(Collected data)
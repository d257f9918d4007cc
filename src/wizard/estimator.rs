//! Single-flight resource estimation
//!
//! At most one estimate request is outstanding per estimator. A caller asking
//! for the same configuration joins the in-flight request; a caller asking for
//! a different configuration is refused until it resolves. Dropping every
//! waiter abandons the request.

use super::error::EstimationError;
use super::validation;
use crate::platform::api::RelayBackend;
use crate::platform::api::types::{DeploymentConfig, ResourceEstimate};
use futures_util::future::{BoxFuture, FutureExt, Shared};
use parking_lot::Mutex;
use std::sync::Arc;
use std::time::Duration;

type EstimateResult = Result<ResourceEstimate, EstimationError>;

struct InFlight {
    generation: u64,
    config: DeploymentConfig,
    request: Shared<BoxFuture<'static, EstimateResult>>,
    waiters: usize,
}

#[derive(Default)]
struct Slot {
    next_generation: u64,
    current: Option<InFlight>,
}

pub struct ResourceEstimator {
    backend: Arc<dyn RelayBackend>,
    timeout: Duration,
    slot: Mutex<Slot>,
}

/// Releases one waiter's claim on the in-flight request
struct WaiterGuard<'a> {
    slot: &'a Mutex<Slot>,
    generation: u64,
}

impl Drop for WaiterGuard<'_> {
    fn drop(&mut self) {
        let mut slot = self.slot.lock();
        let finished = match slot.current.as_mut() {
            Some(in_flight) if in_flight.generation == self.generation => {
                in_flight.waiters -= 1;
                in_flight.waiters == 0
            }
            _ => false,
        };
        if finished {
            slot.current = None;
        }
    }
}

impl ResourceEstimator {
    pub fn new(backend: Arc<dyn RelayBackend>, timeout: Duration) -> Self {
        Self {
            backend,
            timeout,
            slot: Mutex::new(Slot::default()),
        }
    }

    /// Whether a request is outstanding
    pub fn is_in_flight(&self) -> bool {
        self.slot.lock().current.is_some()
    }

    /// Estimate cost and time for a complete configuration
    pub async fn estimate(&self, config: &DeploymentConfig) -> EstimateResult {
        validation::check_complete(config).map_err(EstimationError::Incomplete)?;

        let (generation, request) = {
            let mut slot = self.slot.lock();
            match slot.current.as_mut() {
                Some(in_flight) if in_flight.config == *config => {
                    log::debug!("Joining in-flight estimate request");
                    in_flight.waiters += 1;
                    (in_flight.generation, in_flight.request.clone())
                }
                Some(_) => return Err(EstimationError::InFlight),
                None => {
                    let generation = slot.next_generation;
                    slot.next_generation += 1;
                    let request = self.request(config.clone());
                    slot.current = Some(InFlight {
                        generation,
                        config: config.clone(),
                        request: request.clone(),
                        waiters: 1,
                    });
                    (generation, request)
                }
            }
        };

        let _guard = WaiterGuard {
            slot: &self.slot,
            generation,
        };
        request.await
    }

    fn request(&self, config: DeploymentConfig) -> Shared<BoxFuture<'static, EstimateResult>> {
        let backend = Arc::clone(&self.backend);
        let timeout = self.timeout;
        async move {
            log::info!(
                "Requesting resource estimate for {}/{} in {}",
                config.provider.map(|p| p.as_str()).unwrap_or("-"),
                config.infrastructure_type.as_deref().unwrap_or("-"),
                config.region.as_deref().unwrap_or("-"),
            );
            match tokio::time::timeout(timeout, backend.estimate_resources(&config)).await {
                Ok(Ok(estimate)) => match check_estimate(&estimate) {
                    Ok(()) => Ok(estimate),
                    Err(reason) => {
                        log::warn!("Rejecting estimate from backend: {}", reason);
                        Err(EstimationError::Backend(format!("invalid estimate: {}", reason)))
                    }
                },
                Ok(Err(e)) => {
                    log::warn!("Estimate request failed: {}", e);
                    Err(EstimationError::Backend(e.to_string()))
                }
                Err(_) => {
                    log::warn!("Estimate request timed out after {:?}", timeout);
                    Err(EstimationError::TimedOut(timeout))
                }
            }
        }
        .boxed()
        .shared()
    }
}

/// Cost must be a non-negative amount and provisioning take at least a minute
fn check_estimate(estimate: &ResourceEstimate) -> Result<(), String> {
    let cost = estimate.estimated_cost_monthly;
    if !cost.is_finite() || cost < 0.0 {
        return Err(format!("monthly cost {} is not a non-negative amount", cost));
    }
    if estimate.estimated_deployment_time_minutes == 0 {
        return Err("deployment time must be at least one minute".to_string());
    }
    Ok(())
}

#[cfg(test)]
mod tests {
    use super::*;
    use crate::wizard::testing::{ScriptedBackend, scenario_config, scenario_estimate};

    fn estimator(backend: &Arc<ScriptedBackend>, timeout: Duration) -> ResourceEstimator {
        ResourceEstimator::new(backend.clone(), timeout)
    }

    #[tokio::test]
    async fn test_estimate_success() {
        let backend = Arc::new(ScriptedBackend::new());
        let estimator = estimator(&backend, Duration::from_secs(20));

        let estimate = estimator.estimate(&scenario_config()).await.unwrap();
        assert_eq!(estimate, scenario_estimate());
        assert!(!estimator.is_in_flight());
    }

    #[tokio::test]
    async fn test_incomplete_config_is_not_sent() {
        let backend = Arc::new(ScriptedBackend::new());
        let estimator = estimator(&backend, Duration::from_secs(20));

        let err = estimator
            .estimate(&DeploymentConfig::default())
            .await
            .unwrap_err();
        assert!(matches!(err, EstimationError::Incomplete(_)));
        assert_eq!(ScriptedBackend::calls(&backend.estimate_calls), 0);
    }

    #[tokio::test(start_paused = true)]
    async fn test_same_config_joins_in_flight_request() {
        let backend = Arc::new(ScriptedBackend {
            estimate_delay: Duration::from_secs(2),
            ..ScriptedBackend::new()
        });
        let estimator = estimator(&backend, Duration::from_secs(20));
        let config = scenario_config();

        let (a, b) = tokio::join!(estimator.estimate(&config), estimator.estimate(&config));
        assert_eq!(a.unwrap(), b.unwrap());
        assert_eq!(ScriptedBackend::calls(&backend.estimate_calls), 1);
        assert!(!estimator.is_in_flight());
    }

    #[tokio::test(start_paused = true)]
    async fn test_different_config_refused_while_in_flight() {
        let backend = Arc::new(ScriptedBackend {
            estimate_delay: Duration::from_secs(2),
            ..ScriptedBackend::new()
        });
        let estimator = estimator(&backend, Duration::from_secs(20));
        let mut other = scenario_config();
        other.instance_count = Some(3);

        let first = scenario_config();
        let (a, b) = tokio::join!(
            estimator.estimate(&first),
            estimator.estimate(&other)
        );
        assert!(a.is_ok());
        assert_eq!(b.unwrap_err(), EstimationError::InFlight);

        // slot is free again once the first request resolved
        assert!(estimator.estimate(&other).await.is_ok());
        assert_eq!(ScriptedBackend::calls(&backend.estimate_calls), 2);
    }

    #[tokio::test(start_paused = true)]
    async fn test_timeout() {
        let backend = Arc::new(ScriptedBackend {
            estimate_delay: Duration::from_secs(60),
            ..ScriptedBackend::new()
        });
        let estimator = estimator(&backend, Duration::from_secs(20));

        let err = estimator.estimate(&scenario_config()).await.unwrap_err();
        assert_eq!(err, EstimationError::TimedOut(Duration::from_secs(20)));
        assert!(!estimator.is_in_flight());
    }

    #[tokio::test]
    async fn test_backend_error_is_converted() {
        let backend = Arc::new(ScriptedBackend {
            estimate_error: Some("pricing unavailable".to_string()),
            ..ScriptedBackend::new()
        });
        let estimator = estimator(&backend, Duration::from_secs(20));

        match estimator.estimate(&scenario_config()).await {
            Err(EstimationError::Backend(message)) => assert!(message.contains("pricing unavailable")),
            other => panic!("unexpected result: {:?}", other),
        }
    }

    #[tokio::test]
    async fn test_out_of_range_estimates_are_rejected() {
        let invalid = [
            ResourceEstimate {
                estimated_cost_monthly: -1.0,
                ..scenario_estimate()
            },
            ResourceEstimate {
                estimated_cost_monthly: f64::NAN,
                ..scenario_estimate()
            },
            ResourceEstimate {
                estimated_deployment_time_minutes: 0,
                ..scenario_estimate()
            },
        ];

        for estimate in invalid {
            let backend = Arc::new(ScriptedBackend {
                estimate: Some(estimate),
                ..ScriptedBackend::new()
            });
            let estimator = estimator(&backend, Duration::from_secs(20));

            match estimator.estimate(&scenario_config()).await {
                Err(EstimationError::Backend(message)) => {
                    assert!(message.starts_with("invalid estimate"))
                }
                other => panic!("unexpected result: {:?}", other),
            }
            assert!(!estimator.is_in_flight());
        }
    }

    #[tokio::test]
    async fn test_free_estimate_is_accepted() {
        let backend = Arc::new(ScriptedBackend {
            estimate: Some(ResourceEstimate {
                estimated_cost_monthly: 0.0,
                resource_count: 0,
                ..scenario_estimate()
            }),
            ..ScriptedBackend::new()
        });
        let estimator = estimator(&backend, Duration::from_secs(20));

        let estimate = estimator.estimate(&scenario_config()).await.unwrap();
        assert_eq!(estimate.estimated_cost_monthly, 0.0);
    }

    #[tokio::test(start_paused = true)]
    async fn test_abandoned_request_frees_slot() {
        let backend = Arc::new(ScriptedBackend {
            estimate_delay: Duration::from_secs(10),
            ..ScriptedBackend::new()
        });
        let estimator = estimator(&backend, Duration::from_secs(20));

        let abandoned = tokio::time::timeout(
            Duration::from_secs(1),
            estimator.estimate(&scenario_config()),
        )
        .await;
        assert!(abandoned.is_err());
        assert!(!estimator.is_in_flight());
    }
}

---

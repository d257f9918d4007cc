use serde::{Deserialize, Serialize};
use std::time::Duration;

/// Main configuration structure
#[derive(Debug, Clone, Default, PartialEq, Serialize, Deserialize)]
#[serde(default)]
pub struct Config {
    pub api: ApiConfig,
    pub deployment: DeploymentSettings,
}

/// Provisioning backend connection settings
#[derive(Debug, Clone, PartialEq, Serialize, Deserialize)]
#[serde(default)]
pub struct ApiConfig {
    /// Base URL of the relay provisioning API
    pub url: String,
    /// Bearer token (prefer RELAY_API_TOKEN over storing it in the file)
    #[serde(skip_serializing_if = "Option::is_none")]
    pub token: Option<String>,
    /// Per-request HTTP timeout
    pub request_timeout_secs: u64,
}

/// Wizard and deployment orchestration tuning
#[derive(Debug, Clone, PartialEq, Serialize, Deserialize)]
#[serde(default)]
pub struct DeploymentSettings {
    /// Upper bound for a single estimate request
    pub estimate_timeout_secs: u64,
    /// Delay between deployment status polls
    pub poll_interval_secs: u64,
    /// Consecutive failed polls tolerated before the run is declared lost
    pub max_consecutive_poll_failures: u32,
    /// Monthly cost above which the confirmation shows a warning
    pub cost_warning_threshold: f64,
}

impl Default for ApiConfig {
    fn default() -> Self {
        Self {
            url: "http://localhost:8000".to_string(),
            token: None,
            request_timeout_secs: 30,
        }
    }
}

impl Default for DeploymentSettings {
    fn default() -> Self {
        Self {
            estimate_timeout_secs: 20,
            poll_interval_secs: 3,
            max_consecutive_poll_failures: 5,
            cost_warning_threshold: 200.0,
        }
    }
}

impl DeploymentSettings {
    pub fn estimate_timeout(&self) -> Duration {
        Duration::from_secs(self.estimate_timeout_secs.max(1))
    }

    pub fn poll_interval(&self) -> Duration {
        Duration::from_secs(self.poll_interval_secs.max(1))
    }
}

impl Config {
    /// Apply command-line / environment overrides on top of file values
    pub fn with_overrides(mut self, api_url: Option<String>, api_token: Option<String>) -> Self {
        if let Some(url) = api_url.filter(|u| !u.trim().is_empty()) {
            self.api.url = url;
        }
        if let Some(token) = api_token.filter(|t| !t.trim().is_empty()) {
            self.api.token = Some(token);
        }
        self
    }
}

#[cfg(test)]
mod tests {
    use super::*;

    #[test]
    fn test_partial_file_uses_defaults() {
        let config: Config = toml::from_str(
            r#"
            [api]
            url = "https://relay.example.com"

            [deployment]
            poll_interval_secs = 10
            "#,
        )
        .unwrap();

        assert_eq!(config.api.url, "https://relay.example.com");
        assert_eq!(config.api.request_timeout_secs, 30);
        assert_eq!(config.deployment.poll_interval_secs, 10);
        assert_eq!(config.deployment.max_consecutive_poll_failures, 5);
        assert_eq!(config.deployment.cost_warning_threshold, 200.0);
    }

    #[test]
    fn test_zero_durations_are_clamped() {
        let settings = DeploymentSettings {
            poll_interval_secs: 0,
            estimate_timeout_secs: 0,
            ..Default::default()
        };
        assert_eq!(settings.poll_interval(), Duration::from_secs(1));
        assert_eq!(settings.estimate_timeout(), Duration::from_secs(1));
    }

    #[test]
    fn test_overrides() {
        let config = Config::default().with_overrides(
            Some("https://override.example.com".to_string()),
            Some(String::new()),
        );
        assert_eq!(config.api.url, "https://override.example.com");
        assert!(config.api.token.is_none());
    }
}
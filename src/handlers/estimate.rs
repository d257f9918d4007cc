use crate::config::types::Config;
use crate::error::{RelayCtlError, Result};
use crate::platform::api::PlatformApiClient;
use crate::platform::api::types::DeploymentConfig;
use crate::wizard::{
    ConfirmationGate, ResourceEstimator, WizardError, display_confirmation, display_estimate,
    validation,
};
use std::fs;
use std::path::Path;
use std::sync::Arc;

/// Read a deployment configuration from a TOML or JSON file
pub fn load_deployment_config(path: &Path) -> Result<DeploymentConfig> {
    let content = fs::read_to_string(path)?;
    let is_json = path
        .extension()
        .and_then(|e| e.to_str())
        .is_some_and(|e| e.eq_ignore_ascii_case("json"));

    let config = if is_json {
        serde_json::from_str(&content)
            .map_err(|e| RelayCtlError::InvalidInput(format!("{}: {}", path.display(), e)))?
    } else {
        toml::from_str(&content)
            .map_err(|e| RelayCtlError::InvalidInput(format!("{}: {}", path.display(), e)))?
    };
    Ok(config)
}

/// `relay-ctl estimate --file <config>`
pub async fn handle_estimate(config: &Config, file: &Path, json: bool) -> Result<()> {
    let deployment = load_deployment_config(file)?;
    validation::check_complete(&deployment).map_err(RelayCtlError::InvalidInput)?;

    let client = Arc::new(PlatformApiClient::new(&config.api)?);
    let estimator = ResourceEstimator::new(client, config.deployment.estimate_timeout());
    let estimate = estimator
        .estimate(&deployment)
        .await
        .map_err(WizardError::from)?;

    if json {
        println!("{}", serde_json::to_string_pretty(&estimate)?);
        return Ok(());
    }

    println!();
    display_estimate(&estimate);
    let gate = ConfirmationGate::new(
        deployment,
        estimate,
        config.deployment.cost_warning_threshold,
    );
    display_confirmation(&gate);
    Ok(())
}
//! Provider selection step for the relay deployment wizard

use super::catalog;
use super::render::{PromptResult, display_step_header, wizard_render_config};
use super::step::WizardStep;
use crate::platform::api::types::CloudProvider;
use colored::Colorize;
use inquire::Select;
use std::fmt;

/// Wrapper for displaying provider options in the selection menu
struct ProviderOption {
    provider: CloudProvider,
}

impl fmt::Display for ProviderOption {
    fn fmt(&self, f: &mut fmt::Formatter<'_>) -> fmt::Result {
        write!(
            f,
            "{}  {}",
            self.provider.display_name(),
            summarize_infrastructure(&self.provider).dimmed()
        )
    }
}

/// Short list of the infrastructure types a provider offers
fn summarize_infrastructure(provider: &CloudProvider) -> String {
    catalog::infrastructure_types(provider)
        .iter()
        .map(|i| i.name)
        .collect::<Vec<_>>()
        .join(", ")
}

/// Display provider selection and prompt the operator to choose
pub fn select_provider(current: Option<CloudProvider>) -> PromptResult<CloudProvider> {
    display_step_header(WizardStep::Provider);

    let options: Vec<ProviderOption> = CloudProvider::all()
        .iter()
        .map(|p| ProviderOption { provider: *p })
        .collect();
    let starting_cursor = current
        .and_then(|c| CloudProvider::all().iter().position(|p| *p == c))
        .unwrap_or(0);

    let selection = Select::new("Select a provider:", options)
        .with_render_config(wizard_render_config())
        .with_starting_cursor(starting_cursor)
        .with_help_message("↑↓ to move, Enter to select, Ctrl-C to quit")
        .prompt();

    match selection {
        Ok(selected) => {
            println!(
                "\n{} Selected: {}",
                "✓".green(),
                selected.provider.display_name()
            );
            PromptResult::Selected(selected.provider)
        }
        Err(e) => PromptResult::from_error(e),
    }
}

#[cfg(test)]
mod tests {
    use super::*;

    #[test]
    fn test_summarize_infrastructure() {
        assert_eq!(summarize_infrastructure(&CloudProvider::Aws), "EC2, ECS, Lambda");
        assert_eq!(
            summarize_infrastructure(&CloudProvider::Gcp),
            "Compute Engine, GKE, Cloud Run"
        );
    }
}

• WHAT YOU WILL DO
In the entries above, please find the line with "Per-request HTTP timeout" and the line with "deployment status polls", then write out exactly those two lines and every line between them, and nothing more.

• RESPONSE BELOW
    /// Per-request HTTP timeout
    pub request_timeout_secs: u64,
}

/// Wizard and deployment orchestration tuning
#[derive(Debug, Clone, PartialEq, Serialize, Deserialize)]
#[serde(default)]
pub struct DeploymentSettings {
    /// Upper bound for a single estimate request
    pub estimate_timeout_secs: u64,
    /// Delay between deployment status polls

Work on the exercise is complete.